The maximum frequency shift, Δf, was limited to 50 Hz (i.e., 0.5 × F0 Hz) in the adaptive tracking for the low-frequency stimulus. For three listeners, the adaptive tracking failed to converge within the maximum Δf limit (50 Hz) for at least one session. For those listeners, their performance was evaluated by the method of constant stimuli, instead of the adaptive method. Subjects were given the same instructions as for the adaptive procedure. A session consisted of 20 trials, and subjects completed five sessions. The Δf was fixed at the maximum value, 50 Hz. The proportion of correct responses was derived from the pooled responses across 10–12 sessions, and converted to d' (Hacker and Ratcliff, 1979). To make the results comparable to the measures obtained by the adaptive method, the threshold was derived on the assumption that d' is proportional to the frequency shift (Hopkins and Moore, 2007) and that the adaptive procedure tracked the 70.7% correct point on the psychometric function, which corresponds to a d' of 0.77 with a 2AFC task. This method sometimes yielded values of the threshold greater than the maximum Δf limit of 50 Hz. Although such large values of thresholds could not be measured empirically, they could be taken as indicators of the listeners' performance.
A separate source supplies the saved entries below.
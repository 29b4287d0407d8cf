use super::constants::{ONE, WAD_DECIMALS};
use super::error::MathError;
use super::math::{self, Rounding};
use super::types::Token;
use num_bigint::BigUint;
use num_traits::Zero;
use std::fmt;

/// A raw token amount together with its 18 decimal representation.
#[derive(Clone, Debug, PartialEq, Eq)]
pub struct TokenAmount {
    pub token: Token,
    pub raw: BigUint,
    pub scale18: BigUint,
}

pub fn scaling_factor(token: &Token) -> Result<BigUint, MathError> {
    if token.decimals as u32 > WAD_DECIMALS {
        return Err(MathError::UnsupportedDecimals(token.decimals));
    }
    Ok(BigUint::from(10u64).pow(WAD_DECIMALS - token.decimals as u32))
}

impl TokenAmount {
    pub fn from_raw(token: &Token, raw: BigUint) -> Result<Self, MathError> {
        let scale18 = &raw * scaling_factor(token)?;
        Ok(Self {
            token: token.clone(),
            raw,
            scale18,
        })
    }

    /// Raw amount of a rate-bearing token; `scale18` includes the rate.
    pub fn from_raw_with_rate(
        token: &Token,
        raw: BigUint,
        rate: &BigUint,
        rounding: Rounding,
    ) -> Result<Self, MathError> {
        let scaled = &raw * scaling_factor(token)?;
        let scale18 = math::mul_div(&scaled, rate, &ONE(), rounding)?;
        Ok(Self {
            token: token.clone(),
            raw,
            scale18,
        })
    }

    /// Converts an 18 decimal, rate-adjusted value back to the native
    /// representation.
    pub fn from_scale18(
        token: &Token,
        scale18: BigUint,
        rate: &BigUint,
        rounding: Rounding,
    ) -> Result<Self, MathError> {
        let divisor = scaling_factor(token)? * rate;
        let raw = math::mul_div(&scale18, &ONE(), &divisor, rounding)?;
        // Keep scale18 consistent with what the raw amount is actually worth
        let scale18 = math::mul_div(&(&raw * scaling_factor(token)?), rate, &ONE(), rounding)?;
        Ok(Self {
            token: token.clone(),
            raw,
            scale18,
        })
    }

    pub fn is_zero(&self) -> bool {
        self.raw.is_zero()
    }

    pub fn checked_add(&self, other: &TokenAmount) -> Result<TokenAmount, MathError> {
        self.ensure_same_token(other)?;
        Ok(TokenAmount {
            token: self.token.clone(),
            raw: &self.raw + &other.raw,
            scale18: &self.scale18 + &other.scale18,
        })
    }

    pub fn checked_sub(&self, other: &TokenAmount) -> Result<TokenAmount, MathError> {
        self.ensure_same_token(other)?;
        Ok(TokenAmount {
            token: self.token.clone(),
            raw: math::checked_sub(&self.raw, &other.raw)?,
            scale18: math::checked_sub(&self.scale18, &other.scale18)?,
        })
    }

    fn ensure_same_token(&self, other: &TokenAmount) -> Result<(), MathError> {
        if !self.token.is(&other.token.address) {
            return Err(MathError::TokenMismatch(
                self.token.address.clone(),
                other.token.address.clone(),
            ));
        }
        Ok(())
    }
}

impl fmt::Display for TokenAmount {
    fn fmt(&self, f: &mut fmt::Formatter<'_>) -> fmt::Result {
        match &self.token.symbol {
            Some(symbol) => write!(f, "{} {}", self.raw, symbol),
            None => write!(f, "{} {}", self.raw, self.token.address),
        }
    }
}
Level task. In a 2I-2AFC trial, the listeners were required to indicate an interval containing a 400-ms-long SSMC or a transposed stimulus whose central 200-ms portion (including 20-ms raised-cosine ramps) was incremented in level by ΔL dB, while the other non-signal interval contained an original SSMC or a transposed stimulus. In one session of adaptive tracking, ΔL started with 6 dB and was increased or decreased by a factor of 2.68 after one incorrect response and after two consecutive correct responses, respectively, for the first four turnpoints. The factor was reduced to 1.67 for the following eight turnpoints. The geometric mean of ΔL was computed across the last eight turnpoints, which represented the threshold for the session.
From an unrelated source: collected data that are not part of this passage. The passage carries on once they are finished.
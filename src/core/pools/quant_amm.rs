use super::super::error::QuoteError;
use super::weighted;
use num_bigint::{BigInt, BigUint, Sign};

/// Weights drift linearly from `last_update_time` at `multipliers` per
/// second and stop moving at `last_interpolation_time`.
pub fn interpolated_weights(
    id: &str,
    weights: &[BigUint],
    multipliers: &[i128],
    last_update_time: u64,
    last_interpolation_time: u64,
    timestamp: u64,
) -> Result<Vec<BigUint>, QuoteError> {
    if weights.len() != multipliers.len() {
        return Err(QuoteError::InvalidPool(id.to_string(), "one multiplier per weight"));
    }
    let elapsed = timestamp.min(last_interpolation_time).saturating_sub(last_update_time);

    weights
        .iter()
        .zip(multipliers)
        .map(|(weight, multiplier)| {
            let drift = BigInt::from(*multiplier) * BigInt::from(elapsed);
            let current = BigInt::from_biguint(Sign::Plus, weight.clone()) + drift;
            current
                .to_biguint()
                .ok_or_else(|| QuoteError::InvalidPool(id.to_string(), "interpolated weight below zero"))
        })
        .collect()
}

pub struct QuantAmmState<'a> {
    pub weights: &'a [BigUint],
    pub multipliers: &'a [i128],
    pub last_update_time: u64,
    pub last_interpolation_time: u64,
    pub timestamp: u64,
}

impl QuantAmmState<'_> {
    fn current(&self, id: &str, token_count: usize) -> Result<Vec<BigUint>, QuoteError> {
        let weights = interpolated_weights(
            id,
            self.weights,
            self.multipliers,
            self.last_update_time,
            self.last_interpolation_time,
            self.timestamp,
        )?;
        weighted::validate_weights(id, &weights, token_count)?;
        Ok(weights)
    }

    pub fn out_given_in(
        &self,
        id: &str,
        balances: &[BigUint],
        index_in: usize,
        index_out: usize,
        amount_in: &BigUint,
    ) -> Result<BigUint, QuoteError> {
        let weights = self.current(id, balances.len())?;
        weighted::out_given_in(
            id,
            &balances[index_in],
            &weights[index_in],
            &balances[index_out],
            &weights[index_out],
            amount_in,
        )
    }

    pub fn in_given_out(
        &self,
        id: &str,
        balances: &[BigUint],
        index_in: usize,
        index_out: usize,
        amount_out: &BigUint,
    ) -> Result<BigUint, QuoteError> {
        let weights = self.current(id, balances.len())?;
        weighted::in_given_out(
            id,
            &balances[index_in],
            &weights[index_in],
            &balances[index_out],
            &weights[index_out],
            amount_out,
        )
    }
}
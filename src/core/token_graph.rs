use super::types::{Graph, Hop, Pool, ProtocolVersion};
use std::collections::HashMap;

/// Token graph of one liquidity universe. Every pool contributes an edge for
/// each ordered pair of its tokens; edges of different pools between the same
/// tokens stay separate. Edge order follows snapshot order.
pub fn build_graph(pools: &[Pool], version: ProtocolVersion) -> Graph {
    let mut graph = Graph::new();

    for pool in pools.iter().filter(|p| p.protocol_version == version) {
        if let Err(e) = pool.validate() {
            tracing::warn!(target: "graph", pool=%pool.id, error=%e, "Skipping pool with invalid snapshot data");
            continue;
        }
        let boosted = pool.is_boosted();
        for (i, from) in pool.tokens.iter().enumerate() {
            for to in pool.tokens.iter().skip(i + 1) {
                graph.add_edge(&pool.id, &from.token.address, &to.token.address, boosted);
            }
        }
    }

    tracing::debug!(target: "graph", universe=%version, tokens=graph.edges.len(), "Token graph built");
    graph
}

impl Graph {
    pub fn new() -> Self {
        Graph {
            edges: HashMap::new(),
        }
    }

    // Add edge for both directions since a pool swaps either way
    pub fn add_edge(&mut self, pool_id: &str, from: &str, to: &str, boosted: bool) {
        let (from, to) = (from.to_lowercase(), to.to_lowercase());

        self.edges.entry(from.clone()).or_default().push(Hop {
            pool_id: pool_id.to_string(),
            token_in: from.clone(),
            token_out: to.clone(),
            boosted,
        });

        self.edges.entry(to.clone()).or_default().push(Hop {
            pool_id: pool_id.to_string(),
            token_in: to,
            token_out: from,
            boosted,
        });
    }

    pub fn neighbors(&self, token: &str) -> &[Hop] {
        self.edges
            .get(&token.to_lowercase())
            .map(|hops| hops.as_slice())
            .unwrap_or(&[])
    }
}

impl Default for Graph {
    fn default() -> Self {
        Self::new()
    }
}

#[cfg(test)]
mod tests {
    use super::*;
    use crate::core::constants::ONE;
    use crate::core::types::{PoolToken, PoolType, Token};
    use num_bigint::BigUint;

    fn pool(id: &str, version: ProtocolVersion, tokens: &[&str]) -> Pool {
        let weight = ONE() / BigUint::from(tokens.len());
        Pool {
            id: id.to_string(),
            address: id.to_string(),
            protocol_version: version,
            pool_type: PoolType::Weighted {
                weights: vec![weight; tokens.len()],
            },
            tokens: tokens
                .iter()
                .map(|t| PoolToken::new(Token::new(t, 18), ONE() * 1_000u32))
                .collect(),
            swap_fee: BigUint::from(0u32),
        }
    }

    #[test]
    fn three_token_pool_connects_every_pair() {
        let graph = build_graph(&[pool("p", ProtocolVersion::V3, &["a", "b", "c"])], ProtocolVersion::V3);
        assert_eq!(graph.neighbors("a").len(), 2);
        assert_eq!(graph.neighbors("b").len(), 2);
        assert_eq!(graph.neighbors("c").len(), 2);
    }

    #[test]
    fn parallel_pools_keep_separate_edges() {
        let pools = vec![
            pool("p1", ProtocolVersion::V2, &["a", "b"]),
            pool("p2", ProtocolVersion::V2, &["A", "B"]),
        ];
        let graph = build_graph(&pools, ProtocolVersion::V2);
        let ids: Vec<&str> = graph.neighbors("a").iter().map(|h| h.pool_id.as_str()).collect();
        assert_eq!(ids, vec!["p1", "p2"]);
    }

    #[test]
    fn other_universes_and_invalid_pools_are_left_out() {
        let mut broken = pool("broken", ProtocolVersion::V3, &["a", "c"]);
        broken.pool_type = PoolType::Weighted { weights: vec![] };
        let pools = vec![
            pool("v2", ProtocolVersion::V2, &["a", "b"]),
            broken,
            pool("v3", ProtocolVersion::V3, &["a", "d"]),
        ];
        let graph = build_graph(&pools, ProtocolVersion::V3);
        let hops = graph.neighbors("a");
        assert_eq!(hops.len(), 1);
        assert_eq!(hops[0].pool_id, "v3");
        assert!(graph.neighbors("b").is_empty());
    }
}
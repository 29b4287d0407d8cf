//! 18 decimal fixed-point helpers over `BigUint`.
//!
//! Every multiplication and division names its rounding direction. Pool math
//! rounds in favor of the pool: amounts paid out are rounded down, amounts
//! owed to the pool are rounded up.

use super::super::constants::{MAX_POW_RELATIVE_ERROR, ONE};
use super::super::error::MathError;
use super::log_exp;
use num_bigint::BigUint;
use num_traits::Zero;

#[derive(Debug, Clone, Copy, PartialEq, Eq)]
pub enum Rounding {
    Down,
    Up,
}

pub fn mul_down(a: &BigUint, b: &BigUint) -> BigUint {
    (a * b) / ONE()
}

pub fn mul_up(a: &BigUint, b: &BigUint) -> BigUint {
    let product = a * b;
    if product.is_zero() {
        return BigUint::zero();
    }
    (product - 1u32) / ONE() + 1u32
}

pub fn div_down(a: &BigUint, b: &BigUint) -> Result<BigUint, MathError> {
    if b.is_zero() {
        return Err(MathError::DivisionByZero);
    }
    Ok((a * ONE()) / b)
}

pub fn div_up(a: &BigUint, b: &BigUint) -> Result<BigUint, MathError> {
    if b.is_zero() {
        return Err(MathError::DivisionByZero);
    }
    if a.is_zero() {
        return Ok(BigUint::zero());
    }
    Ok((a * ONE() - 1u32) / b + 1u32)
}

/// Plain integer `a * b / c` with explicit rounding.
pub fn mul_div(
    a: &BigUint,
    b: &BigUint,
    c: &BigUint,
    rounding: Rounding,
) -> Result<BigUint, MathError> {
    if c.is_zero() {
        return Err(MathError::DivisionByZero);
    }
    let product = a * b;
    match rounding {
        Rounding::Down => Ok(product / c),
        Rounding::Up => {
            if product.is_zero() {
                Ok(BigUint::zero())
            } else {
                Ok((product - 1u32) / c + 1u32)
            }
        }
    }
}

pub fn checked_sub(a: &BigUint, b: &BigUint) -> Result<BigUint, MathError> {
    if b > a {
        return Err(MathError::Underflow);
    }
    Ok(a - b)
}

/// `1 - x`, saturating at zero.
pub fn complement(x: &BigUint) -> BigUint {
    let one = ONE();
    if *x >= one {
        BigUint::zero()
    } else {
        one - x
    }
}

/// Square root of an 18 decimal value, rounded down.
pub fn sqrt(x: &BigUint) -> BigUint {
    (x * ONE()).sqrt()
}

/// `x^y` rounded up, both 18 decimal.
pub fn pow_up(x: &BigUint, y: &BigUint) -> Result<BigUint, MathError> {
    if let Some(exact) = pow_exact(x, y) {
        return Ok(exact);
    }
    let raw = log_exp::pow(x, y)?;
    let max_error = mul_up(&raw, &BigUint::from(MAX_POW_RELATIVE_ERROR)) + 1u32;
    Ok(raw + max_error)
}

// Exponents 0, 1, 2 and 4 skip the log/exp approximation. Each product is
// rounded up and carries no extra error margin, so it can sit a wei below the
// margin-padded general path. Exact output quotes are checked against the
// forward quote in `Pool::quote_given_out` and never rely on this bound alone.
fn pow_exact(x: &BigUint, y: &BigUint) -> Option<BigUint> {
    let one = ONE();
    if y.is_zero() {
        Some(one)
    } else if *y == one {
        Some(x.clone())
    } else if *y == &one * 2u32 {
        Some(mul_up(x, x))
    } else if *y == &one * 4u32 {
        let square = mul_up(x, x);
        Some(mul_up(&square, &square))
    } else {
        None
    }
}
Threshold data for individual tasks and listeners are summarized in Figure 1. Each symbol and error bar represents the mean and standard error of thresholds of one listener obtained from multiple sessions. Within each task, the listeners are sorted according to the mean threshold. It should be noted that for the ITD and Time tasks, the means and standard errors are represented on a logarithmic scale. Note also that the thresholds for the low- and high-frequency Time tasks are expressed as fractions to F0 (100 Hz) and modulation rate (125 Hz), respectively. The number in each panel indicates the average across the listeners. One listener (listener number: 10) exhibited an extremely large threshold in the high-frequency Level task (see the rightmost data in the corresponding panel). In the following sections, we report the results of correlation and multiple-regression analyses with and without this listener when they are related to the high-frequency Level task.
Figure 1. Means and standard errors of individual listeners' thresholds, expressed by the crosses and error bars, respectively. Each panel represents one task, and each set of cross and error bar represents one listener. Within each panel, listeners are sorted according to the mean threshold. Note that for the ITD and Time tasks, the thresholds have been log-transformed. Numbers in the panel indicate the mean across the listeners. In the panel for the high frequency Level task, the number in gray indicates the mean calculated excluding listener 10 (rightmost data).
Figures 2–4 show scatter plots comparing individual listeners' thresholds between pairs of tasks. Each panel in the figures shows the data for one combination of tasks, representing 22 listeners with data points. For the Time and ITD tasks, we converted the thresholds to a logarithmic scale when plotting the data and computing the Pearson correlation coefficients.
Figure 2. Comparisons of thresholds between tasks for the low-frequency stimulus. Each panel represents one combination of tasks as labeled. Each symbol represents one listener. The broken lines are best-fit straight lines to the data. The Pearson correlation coefficients are shown with their p-values in parentheses. Note that for the ITD and Time tasks, the thresholds have been log-transformed. A similar figure has appeared elsewhere (Furukawa et al., 2013).
Figure 3. Same as Figure 2 but for the high-frequency stimulus. The correlation coefficients and p-values in gray indicates values when listener 10 was excluded.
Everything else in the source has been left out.